Bequia: the Caribbean island with all the greatest stories

Bequia: the Caribbean island with all the greatest stories by ANTONIA QUIRKE (CN Traveller)

Friendship Bay is my favourite. The water on this southern side is more theatrical, and the view is of distant Mustique. Fewer boats moor here because of the swell and the sound is of clapping masts and of occasional sailors chucking themselves into the brine and coming up snorting. It rains. Real rain. Hibiscus buds and little lizards spin down guttering until everybody walks for cover and waits… until the rain dies as quickly and astoundingly as it rose.

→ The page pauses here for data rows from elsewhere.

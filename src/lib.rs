//! Session server for a timed, money-based party game.
//!
//! Players join a lobby, one of them starts the match, and for a fixed
//! duration everybody borrows, saves, gambles and bids against a shared bank.
//! Every move inside a match is a balanced transfer, so the total amount of
//! money in a match never changes.
//!
//! ## Architecture
//!
//! - [`player`]: Per-participant balances and liabilities
//! - [`game`]: The [`game::Match`] state machine, its economy and event feed
//! - [`hosting`]: Session registry, lifecycle timers and the HTTP/WebSocket surface
//! - [`schedule`]: Deferred and periodic callbacks
//! - [`config`]: Match tunables and command line arguments
//! - [`error`]: Structural request errors
pub mod config;
pub mod error;
pub mod game;
pub mod hosting;
pub mod player;
pub mod schedule;

pub use config::*;
pub use error::*;
pub use player::*;

// ============================================================================
// TYPE ALIASES
// ============================================================================
/// Balances, bids, payouts and interest amounts.
pub type Points = i64;
/// Interest rates and percentages, in whole percent.
pub type Percent = i64;
/// Timer lengths in whole seconds.
pub type Seconds = u64;

// ============================================================================
// GAME PARAMETERS
// ============================================================================
/// Number of cells on the lottery board.
pub const LOTTERY_CELLS: usize = 9;
/// Number of candidate answers per quiz question.
pub const QUIZ_ANSWERS: usize = 4;

/// Upper bounds accepted for tunables, far below where arithmetic overflows.
pub const MAX_PERCENT: Percent = 10_000;
pub const MAX_POINTS: Points = 1_000_000_000;
pub const MAX_SECONDS: Seconds = 7 * 24 * 60 * 60;

pub const DEFAULT_DURATION: Seconds = 300;
pub const DEFAULT_PLAYER_POINTS: Points = 100;
pub const DEFAULT_BANK_POINTS_PER_PLAYER: Points = 500;
pub const DEFAULT_CREDIT_INTEREST: Percent = 20;
pub const DEFAULT_DEPOSIT_INTEREST: Percent = 10;
pub const DEFAULT_CREDIT_TIME: Seconds = 30;
pub const DEFAULT_DEPOSIT_TIME: Seconds = 30;
pub const DEFAULT_THEFT_TIME: Seconds = 60;
pub const DEFAULT_THEFT_PERCENTAGE: Percent = 10;
pub const DEFAULT_LOTTERY_TIME: Seconds = 120;
pub const DEFAULT_LOTTERY_MAX_WIN: Points = 400;
pub const DEFAULT_QUESTION_WIN_PERCENTAGE: Percent = 200;

// ============================================================================
// IDENTITY TYPES
// ============================================================================
use std::marker::PhantomData;

/// Anything addressed by a typed [`ID`].
pub trait Unique<T = Self> {
    fn id(&self) -> ID<T>;
}

/// Time-ordered uuid tagged with what it identifies, so a player id can never
/// be passed where a match id is expected. Never reused within a process.
/// Serializes as the bare uuid string.
pub struct ID<T>(uuid::Uuid, PhantomData<fn() -> T>);

impl<T> Default for ID<T> {
    fn default() -> Self {
        uuid::Uuid::now_v7().into()
    }
}

impl<T> From<uuid::Uuid> for ID<T> {
    fn from(uuid: uuid::Uuid) -> Self {
        Self(uuid, PhantomData)
    }
}

impl<T> std::str::FromStr for ID<T> {
    type Err = uuid::Error;
    fn from_str(s: &str) -> Result<Self, Self::Err> {
        s.parse::<uuid::Uuid>().map(Self::from)
    }
}

// Hand-written so `T` itself needs no bounds.
impl<T> Copy for ID<T> {}
impl<T> Clone for ID<T> {
    fn clone(&self) -> Self {
        *self
    }
}
impl<T> PartialEq for ID<T> {
    fn eq(&self, other: &Self) -> bool {
        self.0 == other.0
    }
}
impl<T> Eq for ID<T> {}
impl<T> PartialOrd for ID<T> {
    fn partial_cmp(&self, other: &Self) -> Option<std::cmp::Ordering> {
        Some(self.cmp(other))
    }
}
impl<T> Ord for ID<T> {
    fn cmp(&self, other: &Self) -> std::cmp::Ordering {
        self.0.cmp(&other.0)
    }
}
impl<T> std::hash::Hash for ID<T> {
    fn hash<H: std::hash::Hasher>(&self, state: &mut H) {
        std::hash::Hash::hash(&self.0, state)
    }
}

impl<T> std::fmt::Debug for ID<T> {
    fn fmt(&self, f: &mut std::fmt::Formatter<'_>) -> std::fmt::Result {
        write!(f, "ID({})", self.0)
    }
}
impl<T> std::fmt::Display for ID<T> {
    fn fmt(&self, f: &mut std::fmt::Formatter<'_>) -> std::fmt::Result {
        std::fmt::Display::fmt(&self.0, f)
    }
}

impl<T> serde::Serialize for ID<T> {
    fn serialize<S: serde::Serializer>(&self, serializer: S) -> Result<S::Ok, S::Error> {
        serde::Serialize::serialize(&self.0, serializer)
    }
}
impl<'de, T> serde::Deserialize<'de> for ID<T> {
    fn deserialize<D: serde::Deserializer<'de>>(deserializer: D) -> Result<Self, D::Error> {
        <uuid::Uuid as serde::Deserialize>::deserialize(deserializer).map(Self::from)
    }
}

// ============================================================================
// RUNTIME UTILITIES
// ============================================================================
/// Initialize dual logging (terminal + file) with timestamped log files.
/// Creates `logs/` directory and writes DEBUG level to file, INFO to terminal.
#[cfg(feature = "server")]
pub fn log() -> anyhow::Result<()> {
    std::fs::create_dir_all("logs")?;
    let config = simplelog::ConfigBuilder::new()
        .set_location_level(log::LevelFilter::Off)
        .set_target_level(log::LevelFilter::Off)
        .set_thread_level(log::LevelFilter::Off)
        .build();
    let time = std::time::SystemTime::now()
        .duration_since(std::time::UNIX_EPOCH)?
        .as_secs();
    let file = simplelog::WriteLogger::new(
        log::LevelFilter::Debug,
        config.clone(),
        std::fs::File::create(format!("logs/{}.log", time))?,
    );
    let term = simplelog::TermLogger::new(
        log::LevelFilter::Info,
        config.clone(),
        simplelog::TerminalMode::Mixed,
        simplelog::ColorChoice::Auto,
    );
    simplelog::CombinedLogger::init(vec![term, file])?;
    Ok(())
}
use super::Admission;
use crate::game::*;
use crate::*;
use serde::Deserialize;
use serde::Serialize;

#[derive(Debug, Deserialize)]
pub struct JoinRequest {
    pub username: String,
}

#[derive(Debug, Deserialize)]
pub struct LeaveRequest {
    pub player_id: ID<Player>,
    pub match_id: ID<Match>,
}

#[derive(Debug, Deserialize)]
pub struct StartRequest {
    pub match_id: ID<Match>,
}

/// Body of both `/credit` and `/deposit`.
#[derive(Debug, Deserialize)]
pub struct TransferRequest {
    pub player_id: ID<Player>,
    pub match_id: ID<Match>,
    pub value: Points,
}

#[derive(Debug, Deserialize)]
pub struct LotteryRequest {
    pub player_id: ID<Player>,
    pub match_id: ID<Match>,
    pub cell_index: i64,
}

#[derive(Debug, Deserialize)]
pub struct QuestionRequest {
    pub player_id: ID<Player>,
    pub match_id: ID<Match>,
    pub bid_points: Points,
}

#[derive(Debug, Deserialize)]
pub struct AnswerRequest {
    pub player_id: ID<Player>,
    pub match_id: ID<Match>,
    pub question_id: ID<Question>,
    pub answer: i64,
}

/// Lobby snapshot plus every tunable, so clients can show countdowns.
#[derive(Debug, Serialize)]
pub struct JoinResponse {
    pub player_id: ID<Player>,
    pub match_id: ID<Match>,
    pub bank: Points,
    pub players: Vec<Standing>,
    #[serde(flatten)]
    pub config: MatchConfig,
}

impl From<Admission> for JoinResponse {
    fn from(admission: Admission) -> Self {
        Self {
            player_id: admission.player,
            match_id: admission.game,
            bank: admission.roster.bank,
            players: admission.roster.players,
            config: admission.config,
        }
    }
}

#[derive(Debug, Serialize)]
pub struct LotteryResponse {
    pub success: bool,
    pub explanation: String,
    pub cell_values: Vec<Points>,
    pub win_points: Points,
}

impl From<Draw> for LotteryResponse {
    fn from(draw: Draw) -> Self {
        Self {
            success: draw.success,
            explanation: draw.explanation,
            cell_values: draw.cells,
            win_points: draw.win,
        }
    }
}

#[derive(Debug, Serialize)]
pub struct QuestionResponse {
    pub question_id: ID<Question>,
    pub question: String,
    pub answers: [String; QUIZ_ANSWERS],
}

impl From<Prompt> for QuestionResponse {
    fn from(prompt: Prompt) -> Self {
        Self {
            question_id: prompt.id,
            question: prompt.text,
            answers: prompt.answers,
        }
    }
}

#[derive(Debug, Serialize)]
pub struct AnswerResponse {
    pub answer_is_correct: bool,
    pub correct_answer: usize,
    pub win_points: Points,
}

impl From<Outcome> for AnswerResponse {
    fn from(outcome: Outcome) -> Self {
        Self {
            answer_is_correct: outcome.correct,
            correct_answer: outcome.answer,
            win_points: outcome.win,
        }
    }
}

I collapse back on my towel, eating a handful of fried plantain from Bequia Beach Hotel’s epic breakfast bar. The soft, hot sand is eternally hospitable, the optimism in the rain-sun routine a powerful characteristic of the island. That, and the intensity of its history. I take a drive in the afternoon up into the hills with thirty-something Garvin Ollivierre whose family have been boat builders and whalers since the 1800s – humpbacks are still occasionally caught here. We stop at the cricket pitch, where he plays with the local team, to find it covered in lambs and yellow-green butterflies blowing about like unfolding wads of tissue paper. He talks to me about the names of his teammates, one Cosmos Hackshaw (a moniker straight from Moby-Dick) and a Max Kydd. African, Scottish, Carib, French. Everybody is somebody’s third cousin of a cousin going back centuries. There’s a Napoleon Ollivierre and a Leonora Kydd in the old graveyard near the airport.